*** Source records ***

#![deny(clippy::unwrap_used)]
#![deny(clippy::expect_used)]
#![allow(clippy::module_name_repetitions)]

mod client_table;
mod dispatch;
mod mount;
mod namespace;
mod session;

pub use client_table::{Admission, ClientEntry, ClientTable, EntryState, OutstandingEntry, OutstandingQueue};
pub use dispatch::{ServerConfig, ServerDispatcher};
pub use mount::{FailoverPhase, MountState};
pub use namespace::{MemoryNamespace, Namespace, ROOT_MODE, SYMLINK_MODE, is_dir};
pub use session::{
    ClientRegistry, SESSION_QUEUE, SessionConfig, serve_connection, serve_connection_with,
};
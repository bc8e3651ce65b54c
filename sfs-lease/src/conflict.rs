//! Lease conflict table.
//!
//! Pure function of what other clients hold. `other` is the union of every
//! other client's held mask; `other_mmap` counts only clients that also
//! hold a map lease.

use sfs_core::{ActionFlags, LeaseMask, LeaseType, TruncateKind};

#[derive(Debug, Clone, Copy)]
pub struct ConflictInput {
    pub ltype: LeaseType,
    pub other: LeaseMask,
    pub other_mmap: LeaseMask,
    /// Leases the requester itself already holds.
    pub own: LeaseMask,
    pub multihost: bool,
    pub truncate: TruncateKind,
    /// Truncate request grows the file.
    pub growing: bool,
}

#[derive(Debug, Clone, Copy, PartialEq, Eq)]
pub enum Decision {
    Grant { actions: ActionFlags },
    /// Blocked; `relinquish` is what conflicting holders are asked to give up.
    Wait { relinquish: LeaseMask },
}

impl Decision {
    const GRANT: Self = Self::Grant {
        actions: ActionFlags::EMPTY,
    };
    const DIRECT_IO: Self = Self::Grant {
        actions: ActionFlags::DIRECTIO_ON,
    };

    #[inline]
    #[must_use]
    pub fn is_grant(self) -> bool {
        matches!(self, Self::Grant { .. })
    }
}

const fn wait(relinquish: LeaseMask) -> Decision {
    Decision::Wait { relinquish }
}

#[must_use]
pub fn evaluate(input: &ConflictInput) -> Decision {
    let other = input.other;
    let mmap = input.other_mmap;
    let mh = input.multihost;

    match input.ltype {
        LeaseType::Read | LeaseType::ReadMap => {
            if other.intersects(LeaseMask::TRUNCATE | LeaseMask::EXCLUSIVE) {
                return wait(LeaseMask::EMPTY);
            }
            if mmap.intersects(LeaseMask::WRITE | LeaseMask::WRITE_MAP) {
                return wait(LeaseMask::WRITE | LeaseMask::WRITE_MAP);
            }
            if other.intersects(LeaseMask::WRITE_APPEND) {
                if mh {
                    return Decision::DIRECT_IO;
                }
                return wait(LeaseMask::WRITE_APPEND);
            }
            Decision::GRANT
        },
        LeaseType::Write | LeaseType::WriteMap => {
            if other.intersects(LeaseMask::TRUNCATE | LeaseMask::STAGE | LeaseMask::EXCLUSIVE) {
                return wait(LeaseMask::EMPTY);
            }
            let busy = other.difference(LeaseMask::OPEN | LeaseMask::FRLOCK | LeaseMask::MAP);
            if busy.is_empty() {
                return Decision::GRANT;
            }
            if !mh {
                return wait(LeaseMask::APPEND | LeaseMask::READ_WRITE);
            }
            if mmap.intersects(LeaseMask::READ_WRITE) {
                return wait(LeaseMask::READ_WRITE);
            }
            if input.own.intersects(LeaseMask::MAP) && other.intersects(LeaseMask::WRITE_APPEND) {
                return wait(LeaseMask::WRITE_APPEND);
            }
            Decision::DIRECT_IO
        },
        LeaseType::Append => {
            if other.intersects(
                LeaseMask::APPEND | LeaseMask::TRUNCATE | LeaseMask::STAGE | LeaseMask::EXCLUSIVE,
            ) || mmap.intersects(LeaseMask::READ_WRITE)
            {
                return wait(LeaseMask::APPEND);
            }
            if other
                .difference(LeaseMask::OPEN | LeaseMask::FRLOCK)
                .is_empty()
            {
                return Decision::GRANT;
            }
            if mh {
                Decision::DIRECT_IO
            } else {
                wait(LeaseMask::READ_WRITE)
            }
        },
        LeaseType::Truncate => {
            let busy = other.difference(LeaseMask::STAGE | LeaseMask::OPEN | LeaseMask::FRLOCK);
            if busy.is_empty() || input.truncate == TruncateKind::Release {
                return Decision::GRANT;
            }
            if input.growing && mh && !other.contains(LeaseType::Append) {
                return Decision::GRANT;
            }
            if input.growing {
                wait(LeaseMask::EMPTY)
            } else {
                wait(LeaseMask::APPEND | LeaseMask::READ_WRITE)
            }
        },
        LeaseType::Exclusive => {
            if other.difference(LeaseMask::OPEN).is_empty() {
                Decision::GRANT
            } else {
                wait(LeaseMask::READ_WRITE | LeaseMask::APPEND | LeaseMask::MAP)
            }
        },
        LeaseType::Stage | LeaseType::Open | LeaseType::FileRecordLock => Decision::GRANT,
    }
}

***

The task → Repeat the records verbatim, every one of them.

Answer space →
#![deny(clippy::unwrap_used)]
#![deny(clippy::expect_used)]
#![allow(clippy::module_name_repetitions)]

mod client_table;
mod dispatch;
mod mount;
mod namespace;
mod session;

pub use client_table::{Admission, ClientEntry, ClientTable, EntryState, OutstandingEntry, OutstandingQueue};
pub use dispatch::{ServerConfig, ServerDispatcher};
pub use mount::{FailoverPhase, MountState};
pub use namespace::{MemoryNamespace, Namespace, ROOT_MODE, SYMLINK_MODE, is_dir};
pub use session::{
    ClientRegistry, SESSION_QUEUE, SessionConfig, serve_connection, serve_connection_with,
};
repository bc8e3651ce65b54c
filename sfs-lease/src/conflict.rs
//! Lease conflict table.
//!
//! Pure function of what other clients hold. `other` is the union of every
//! other client's held mask; `other_mmap` counts only clients that also
//! hold a map lease.

use sfs_core::{ActionFlags, LeaseMask, LeaseType, TruncateKind};

#[derive(Debug, Clone, Copy)]
pub struct ConflictInput {
    pub ltype: LeaseType,
    pub other: LeaseMask,
    pub other_mmap: LeaseMask,
    /// Leases the requester itself already holds.
    pub own: LeaseMask,
    pub multihost: bool,
    pub truncate: TruncateKind,
    /// Truncate request grows the file.
    pub growing: bool,
}

#[derive(Debug, Clone, Copy, PartialEq, Eq)]
pub enum Decision {
    Grant { actions: ActionFlags },
    /// Blocked; `relinquish` is what conflicting holders are asked to give up.
    Wait { relinquish: LeaseMask },
}

impl Decision {
    const GRANT: Self = Self::Grant {
        actions: ActionFlags::EMPTY,
    };
    const DIRECT_IO: Self = Self::Grant {
        actions: ActionFlags::DIRECTIO_ON,
    };

    #[inline]
    #[must_use]
    pub fn is_grant(self) -> bool {
        matches!(self, Self::Grant { .. })
    }
}

const fn wait(relinquish: LeaseMask) -> Decision {
    Decision::Wait { relinquish }
}

#[must_use]
pub fn evaluate(input: &ConflictInput) -> Decision {
    let other = input.other;
    let mmap = input.other_mmap;
    let mh = input.multihost;

    match input.ltype {
        LeaseType::Read | LeaseType::ReadMap => {
            if other.intersects(LeaseMask::TRUNCATE | LeaseMask::EXCLUSIVE) {
                return wait(LeaseMask::EMPTY);
            }
            if mmap.intersects(LeaseMask::WRITE | LeaseMask::WRITE_MAP) {
                return wait(LeaseMask::WRITE | LeaseMask::WRITE_MAP);
            }
            if other.intersects(LeaseMask::WRITE_APPEND) {
                if mh {
                    return Decision::DIRECT_IO;
                }
                return wait(LeaseMask::WRITE_APPEND);
            }
            Decision::GRANT
        },
        LeaseType::Write | LeaseType::WriteMap => {
            if other.intersects(LeaseMask::TRUNCATE | LeaseMask::STAGE | LeaseMask::EXCLUSIVE) {
                return wait(LeaseMask::EMPTY);
            }
            let busy = other.difference(LeaseMask::OPEN | LeaseMask::FRLOCK | LeaseMask::MAP);
            if busy.is_empty() {
                return Decision::GRANT;
            }
            if !mh {
                return wait(LeaseMask::APPEND | LeaseMask::READ_WRITE);
            }
            if mmap.intersects(LeaseMask::READ_WRITE) {
                return wait(LeaseMask::READ_WRITE);
            }
            if input.own.intersects(LeaseMask::MAP) && other.intersects(LeaseMask::WRITE_APPEND) {
                return wait(LeaseMask::WRITE_APPEND);
            }
            Decision::DIRECT_IO
        },
        LeaseType::Append => {
            if other.intersects(
                LeaseMask::APPEND | LeaseMask::TRUNCATE | LeaseMask::STAGE | LeaseMask::EXCLUSIVE,
            ) || mmap.intersects(LeaseMask::READ_WRITE)
            {
                return wait(LeaseMask::APPEND);
            }
            if other
                .difference(LeaseMask::OPEN | LeaseMask::FRLOCK)
                .is_empty()
            {
                return Decision::GRANT;
            }
            if mh {
                Decision::DIRECT_IO
            } else {
                wait(LeaseMask::READ_WRITE)
            }
        },
        LeaseType::Truncate => {
            let busy = other.difference(LeaseMask::STAGE | LeaseMask::OPEN | LeaseMask::FRLOCK);
            if busy.is_empty() || input.truncate == TruncateKind::Release {
                return Decision::GRANT;
            }
            if input.growing && mh && !other.contains(LeaseType::Append) {
                return Decision::GRANT;
            }
            if input.growing {
                wait(LeaseMask::EMPTY)
            } else {
                wait(LeaseMask::APPEND | LeaseMask::READ_WRITE)
            }
        },
        LeaseType::Exclusive => {
            if other.difference(LeaseMask::OPEN).is_empty() {
                Decision::GRANT
            } else {
                wait(LeaseMask::READ_WRITE | LeaseMask::APPEND | LeaseMask::MAP)
            }
        },
        LeaseType::Stage | LeaseType::Open | LeaseType::FileRecordLock => Decision::GRANT,
    }
}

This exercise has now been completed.